第三者検証〜はじめの一歩(8)
温室効果ガス排出量算定結果の第三者検証を受審するに当たって、躓きやすいポイントをご案内していく「はじめの一歩」8回目。
7回目では、契約を交わした検証機関が実際行う作業についてご案内しました。具体的には、現地検証に至るまでに、「事前調査」と「デスクレビュー」を行うのでした。
最初のステップでは、検証に必要な資料を受審する企業から提出頂くのですが、それに当たっては、繰り返しご案内している、下記原則をに留意しつつ準備をして下さいね、とお話ししました。
さて、ここに来てようやく検証機関は、入手した「必要な資料」や、企業のウェブサイトなど公開されているデータをもとに、リスクアプローチ及び戦略分析を行います。
まずは、合意した「保証水準」や「算定対象」「重要性」に基づいたリスクを見積もります。
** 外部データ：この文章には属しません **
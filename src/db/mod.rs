mod models;

pub use models::*;

use anyhow::Result;
use sqlx::{sqlite::SqlitePoolOptions, SqlitePool};
use std::path::Path;
use tracing::info;

pub type DbPool = SqlitePool;

/// Execute a SQL migration file, properly handling comments
async fn execute_sql(pool: &SqlitePool, sql: &str) -> Result<()> {
    for statement in sql.split(';') {
        // Strip SQL comment lines (lines starting with --)
        let cleaned: String = statement
            .lines()
            .filter(|line| !line.trim().starts_with("--"))
            .collect::<Vec<_>>()
            .join("\n");
        let trimmed = cleaned.trim();
        if !trimmed.is_empty() {
            sqlx::query(trimmed).execute(pool).await?;
        }
    }
    Ok(())
}

pub async fn init(data_dir: &Path) -> Result<DbPool> {
    let db_path = data_dir.join("grantr.db");
    let db_url = format!("sqlite:{}?mode=rwc", db_path.display());

    info!("Initializing database at {}", db_path.display());

    let pool = SqlitePoolOptions::new()
        .max_connections(5)
        .connect(&db_url)
        .await?;

    // Enable WAL mode for better concurrency
    sqlx::query("PRAGMA journal_mode = WAL")
        .execute(&pool)
        .await?;
    sqlx::query("PRAGMA synchronous = NORMAL")
        .execute(&pool)
        .await?;
    sqlx::query("PRAGMA foreign_keys = ON")
        .execute(&pool)
        .await?;

    // Run migrations
    run_migrations(&pool).await?;

    info!("Database initialized successfully");
    Ok(pool)
}

async fn run_migrations(pool: &SqlitePool) -> Result<()> {
    info!("Running database migrations...");

    // Migration 001: Initial schema
    execute_sql(pool, include_str!("../../migrations/001_initial.sql")).await?;

    info!("Migrations completed");
    Ok(())
}
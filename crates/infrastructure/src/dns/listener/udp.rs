use crate::dns::worker_pool::{JobQueue, QueryJob, ReplyTo};
use scriptdns_domain::Transport;
use std::io;
use std::sync::Arc;
use std::time::Duration;
use tokio::net::UdpSocket;
use tokio_util::sync::CancellationToken;
use tracing::{debug, error};

/// Largest datagram we read; anything longer is cut by the kernel and then
/// fails to parse.
const RECV_BUFFER_SIZE: usize = 4096;

const MIN_ERROR_BACKOFF: Duration = Duration::from_millis(10);
const MAX_ERROR_BACKOFF: Duration = Duration::from_secs(1);

/// Pause after consecutive receive errors: doubles from 10ms up to 1s and
/// starts over once a datagram arrives.
#[derive(Debug, Default)]
struct ErrorBackoff {
    current: Option<Duration>,
}

impl ErrorBackoff {
    fn next_delay(&mut self) -> Duration {
        let delay = match self.current {
            None => MIN_ERROR_BACKOFF,
            Some(previous) => (previous * 2).min(MAX_ERROR_BACKOFF),
        };
        self.current = Some(delay);
        delay
    }

    fn reset(&mut self) {
        self.current = None;
    }
}

pub async fn serve(socket: Arc<UdpSocket>, queue: JobQueue, shutdown: CancellationToken) {
    let mut buf = vec![0u8; RECV_BUFFER_SIZE];
    let mut backoff = ErrorBackoff::default();

    loop {
        let received = tokio::select! {
            _ = shutdown.cancelled() => break,
            received = socket.recv_from(&mut buf) => received,
        };

        let (len, client) = match received {
            Ok(received) => {
                backoff.reset();
                received
            }
            Err(e) if e.kind() == io::ErrorKind::Interrupted => continue,
            Err(e) if e.kind() == io::ErrorKind::ConnectionReset => continue,
            Err(e) => {
                let delay = backoff.next_delay();
                error!(error = %e, retry_in = ?delay, "UDP recv error");
                tokio::select! {
                    _ = shutdown.cancelled() => break,
                    _ = tokio::time::sleep(delay) => continue,
                }
            }
        };

        let job = QueryJob {
            payload: buf[..len].to_vec(),
            client,
            transport: Transport::Udp,
            reply: ReplyTo::Udp(Arc::clone(&socket)),
        };
        if queue.try_submit(job).is_err() {
            debug!(client = %client, "Query queue full, dropping datagram");
        }
    }

    debug!("UDP listener stopped");
}
pub mod dns;
pub mod signals;

pub use dns::start_dns_server;
pub use signals::{shutdown_signal, spawn_reload_on_hangup};
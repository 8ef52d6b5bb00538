use crate::bootstrap;
use scriptdns_application::use_cases::ReloadZonesUseCase;
use scriptdns_domain::{CliOverrides, Config};
use std::sync::Arc;
use tokio::task::JoinHandle;
use tokio_util::sync::CancellationToken;
use tracing::{error, info, warn};

/// Resolves on Ctrl+C, or SIGTERM on Unix.
pub async fn shutdown_signal() {
    #[cfg(unix)]
    {
        use tokio::signal::unix::{signal, SignalKind};

        match signal(SignalKind::terminate()) {
            Ok(mut term) => {
                tokio::select! {
                    _ = tokio::signal::ctrl_c() => {}
                    _ = term.recv() => {}
                }
                return;
            }
            Err(e) => warn!(error = %e, "Cannot listen for SIGTERM, only Ctrl+C stops the server"),
        }
    }

    if let Err(e) = tokio::signal::ctrl_c().await {
        error!(error = %e, "Failed to listen for Ctrl+C");
        std::future::pending::<()>().await;
    }
}

/// Re-reads the configuration and reloads every zone's script on SIGHUP.
pub fn spawn_reload_on_hangup(
    config_path: Option<String>,
    reload: Arc<ReloadZonesUseCase>,
    shutdown: CancellationToken,
) -> JoinHandle<()> {
    tokio::spawn(async move {
        #[cfg(unix)]
        {
            use tokio::signal::unix::{signal, SignalKind};

            let mut hangup = match signal(SignalKind::hangup()) {
                Ok(hangup) => hangup,
                Err(e) => {
                    warn!(error = %e, "Cannot listen for SIGHUP, hot reload disabled");
                    return;
                }
            };

            loop {
                tokio::select! {
                    _ = shutdown.cancelled() => break,
                    received = hangup.recv() => {
                        if received.is_none() {
                            break;
                        }
                        info!("SIGHUP received, reloading scripts");
                        reload_once(config_path.as_deref(), &reload).await;
                    }
                }
            }
        }

        #[cfg(not(unix))]
        {
            let _ = (config_path, reload);
            shutdown.cancelled().await;
        }
    })
}

async fn reload_once(config_path: Option<&str>, reload: &ReloadZonesUseCase) {
    let path = bootstrap::config::reload_path(config_path);
    let config = match Config::load(path.as_deref(), CliOverrides::default())
        .and_then(|config| config.validate().map(|()| config))
    {
        Ok(config) => config,
        Err(e) => {
            error!(error = %e, "Reload aborted, configuration is invalid");
            return;
        }
    };

    if let Err(e) = reload.execute(&config.zones).await {
        error!(error = %e, "Reload failed");
    }
}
こちらについては、恐らく検証機関毎に、チェックシートのようなものを用意していることでしょう。
加えて、受審企業から、果たして検証を行うのに「必要な程度十分な資料、データ」が送られてきたか否かを考慮します。
検証側が想定しているエビデンスが提出されていれば、算定手順が明確にされていれば、報告書に抜け漏れがなければ、適切な係数が選択されていれば、計算が正確に行われていれば、この企業には十分な力量を備えた担当者がいることが推察されます。
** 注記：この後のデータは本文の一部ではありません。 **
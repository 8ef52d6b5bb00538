use crate::ports::{ScriptHandler, ScriptLoader};
use arc_swap::{ArcSwap, ArcSwapOption};
use scriptdns_domain::{DnsRequest, DomainError, ResponseDraft, ZoneConfig, ZoneName};
use std::sync::atomic::{AtomicBool, Ordering};
use std::sync::Arc;
use std::time::{Duration, Instant};
use tokio::sync::Mutex;
use tracing::{debug, error, info, warn};

/// Slack granted on top of the budget before the async side gives up waiting
/// for a blocking call; the call's own measurement decides the outcome.
const BUDGET_GRACE: Duration = Duration::from_millis(50);

type HandlerSlot = Arc<Mutex<Option<Box<dyn ScriptHandler>>>>;

/// Owns the execution context of one zone's script.
///
/// Every `init` and `onRequest` call runs while holding the slot lock, so the
/// Handler State inside is never touched by two calls at once. The guard is
/// moved into the blocking task and only released when the script returns,
/// even if the caller stopped waiting because the budget ran out.
pub struct ScriptHost {
    zone: ZoneName,
    script_name: ArcSwap<String>,
    slot: HandlerSlot,
    available: Arc<AtomicBool>,
    fallback: ArcSwapOption<ResponseDraft>,
    execution_budget: Duration,
    default_ttl: u32,
}

impl ScriptHost {
    /// Creates an empty host; the zone answers SERVFAIL until `load` succeeds.
    pub fn new(zone: ZoneName, execution_budget: Duration, default_ttl: u32) -> Self {
        Self {
            zone,
            script_name: ArcSwap::from_pointee(String::new()),
            slot: Arc::new(Mutex::new(None)),
            available: Arc::new(AtomicBool::new(false)),
            fallback: ArcSwapOption::empty(),
            execution_budget,
            default_ttl,
        }
    }

    pub fn zone(&self) -> &ZoneName {
        &self.zone
    }

    pub fn script_name(&self) -> Arc<String> {
        self.script_name.load_full()
    }

    pub fn is_available(&self) -> bool {
        self.available.load(Ordering::Acquire)
    }

    /// Answer used in place of SERVFAIL when the script cannot answer.
    pub fn fallback(&self) -> Option<ResponseDraft> {
        self.fallback.load().as_deref().cloned()
    }

    /// Compiles the zone's script and swaps it in.
    ///
    /// Drain-then-swap: compilation happens first, then the slot lock is
    /// taken, which waits for the in-flight invocation and every invocation
    /// queued before it. The previous Handler State is dropped before the new
    /// script's `init` runs. On any failure the zone becomes unavailable.
    pub async fn load(&self, loader: &dyn ScriptLoader, zone: &ZoneConfig) -> Result<(), DomainError> {
        let script = zone.script_name();
        let compiled = loader.load(zone);

        let mut slot = Arc::clone(&self.slot).lock_owned().await;
        *slot = None;
        self.script_name.store(Arc::new(script.clone()));
        self.fallback.store(self.fallback_draft(zone).map(Arc::new));

        let mut handler = match compiled {
            Ok(handler) => handler,
            Err(e) => {
                self.available.store(false, Ordering::Release);
                error!(zone = %self.zone, script = %script, error = %e, "Script failed to compile, zone unavailable");
                return Err(e);
            }
        };

        let budget = self.execution_budget;
        let config = zone.config.clone();
        let available = Arc::clone(&self.available);
        let task_script = script.clone();

        let task = tokio::task::spawn_blocking(move || {
            let started = Instant::now();
            let mut result = handler.init(&config, budget);
            if result.is_ok() && started.elapsed() > budget {
                result = Err(DomainError::ScriptTimeout {
                    script: task_script,
                });
            }
            if result.is_ok() {
                *slot = Some(handler);
            }
            available.store(result.is_ok(), Ordering::Release);
            result
        });

        let result = match tokio::time::timeout(budget + BUDGET_GRACE, task).await {
            Ok(Ok(result)) => result,
            Ok(Err(join_error)) => {
                self.available.store(false, Ordering::Release);
                Err(DomainError::ScriptLoad {
                    script: script.clone(),
                    reason: format!("init panicked: {}", join_error),
                })
            }
            Err(_) => {
                self.available.store(false, Ordering::Release);
                Err(DomainError::ScriptTimeout {
                    script: script.clone(),
                })
            }
        };

        match &result {
            Ok(()) => info!(zone = %self.zone, script = %script, "Script loaded"),
            Err(e) => {
                error!(zone = %self.zone, script = %script, error = %e, "Script init failed, zone unavailable")
            }
        }

        result.map_err(|e| match e {
            DomainError::ScriptExecution { script, reason } => {
                DomainError::ScriptLoad { script, reason }
            }
            other => other,
        })
    }

    fn fallback_draft(&self, zone: &ZoneConfig) -> Option<ResponseDraft> {
        let cname = zone.fallback_cname.as_deref()?;
        let mut draft = ResponseDraft::new(zone.fallback_ttl);
        match draft.add_cname(cname) {
            Ok(()) => Some(draft),
            Err(e) => {
                warn!(zone = %self.zone, fallback_cname = %cname, error = %e, "Ignoring unusable fallback CNAME");
                None
            }
        }
    }

    /// Runs the script's `onRequest` for one query on a fresh draft.
    pub async fn invoke(&self, request: &DnsRequest) -> Result<ResponseDraft, DomainError> {
        let mut slot = Arc::clone(&self.slot).lock_owned().await;
        if slot.is_none() {
            return Err(DomainError::ZoneUnavailable(self.zone.to_string()));
        }

        let script = self.script_name();
        let budget = self.execution_budget;
        let default_ttl = self.default_ttl;
        let request = request.clone();
        let zone = self.zone.to_string();
        let task_script = script.to_string();

        let task = tokio::task::spawn_blocking(move || {
            let handler = slot
                .as_mut()
                .ok_or(DomainError::ZoneUnavailable(zone))?;

            let mut draft = ResponseDraft::new(default_ttl);
            let started = Instant::now();
            handler.on_request(&request, &mut draft, budget)?;

            if started.elapsed() > budget {
                return Err(DomainError::ScriptTimeout {
                    script: task_script,
                });
            }
            Ok(draft)
        });

        match tokio::time::timeout(budget + BUDGET_GRACE, task).await {
            Ok(Ok(result)) => result,
            Ok(Err(join_error)) => Err(DomainError::ScriptExecution {
                script: script.to_string(),
                reason: format!("handler panicked: {}", join_error),
            }),
            Err(_) => {
                debug!(zone = %self.zone, script = %script, "Gave up waiting for script, it keeps the lock until it stops");
                Err(DomainError::ScriptTimeout {
                    script: script.to_string(),
                })
            }
        }
    }

    /// Drops the Handler State once the in-flight invocation has finished.
    pub async fn unload(&self) {
        let mut slot = self.slot.lock().await;
        if slot.take().is_some() {
            debug!(zone = %self.zone, "Script unloaded");
        }
        self.available.store(false, Ordering::Release);
    }
}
また、毎年算定を実施している企業なのか、はたまた初めて算定にチャレンジする企業なのか。検証を受けた経験があるか否かなどでも、その企業に算定の知見があるか否かが類推できます。
力量があり知見の蓄積があれば「リスクは低い」と判断され、そうでなければ「リスクが高い」となります。このように、入手した資料で、これから実施する検証のリスクの程度が判断できるのです。
想定したリスクの程度によって、検証業務をどのように進めていく必要があるのか「戦略」を立てることになります。勝負事では、相手を十分に知ることから始まりますよね。全く同じです。
リスクアプローチを行い戦略分析を行ったら、次のステップへ移ります。
上記作業は区別して記載はしておりますが、同時進行することが殆どです。
一連の作業を、デスクレビューと呼ぶことが多いです。
現地検証計画やサンプリング計画は、どの検証にも当てはまる一般的なものですが、受審企業の業種や事業所の数によって変わってきます。数カ所であれば全拠点訪問できますが、数10拠点ともなればサンプリング手順書にしたがって、「保証水準」に合致した数の拠点を訪問する計画を立てます。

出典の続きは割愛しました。